//! Errors for the canonical binary codec.

use thiserror::Error;

#[derive(Error, Debug, Clone, PartialEq, Eq)]
pub enum IoError {
    #[error("unexpected end of buffer: needed {needed} bytes, {available} available")]
    UnexpectedEof { needed: usize, available: usize },

    #[error("value exceeds maximum length: {length} > {max}")]
    TooLong { length: usize, max: usize },

    #[error("invalid encoding: {0}")]
    InvalidEncoding(String),

    #[error(transparent)]
    Core(#[from] vela_core::CoreError),
}

pub type IoResult<T> = Result<T, IoError>;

□ □ □

*Directions for this task*: From the data above, count the lines that contain "IoError" and write only that count.

*Answer space*: 2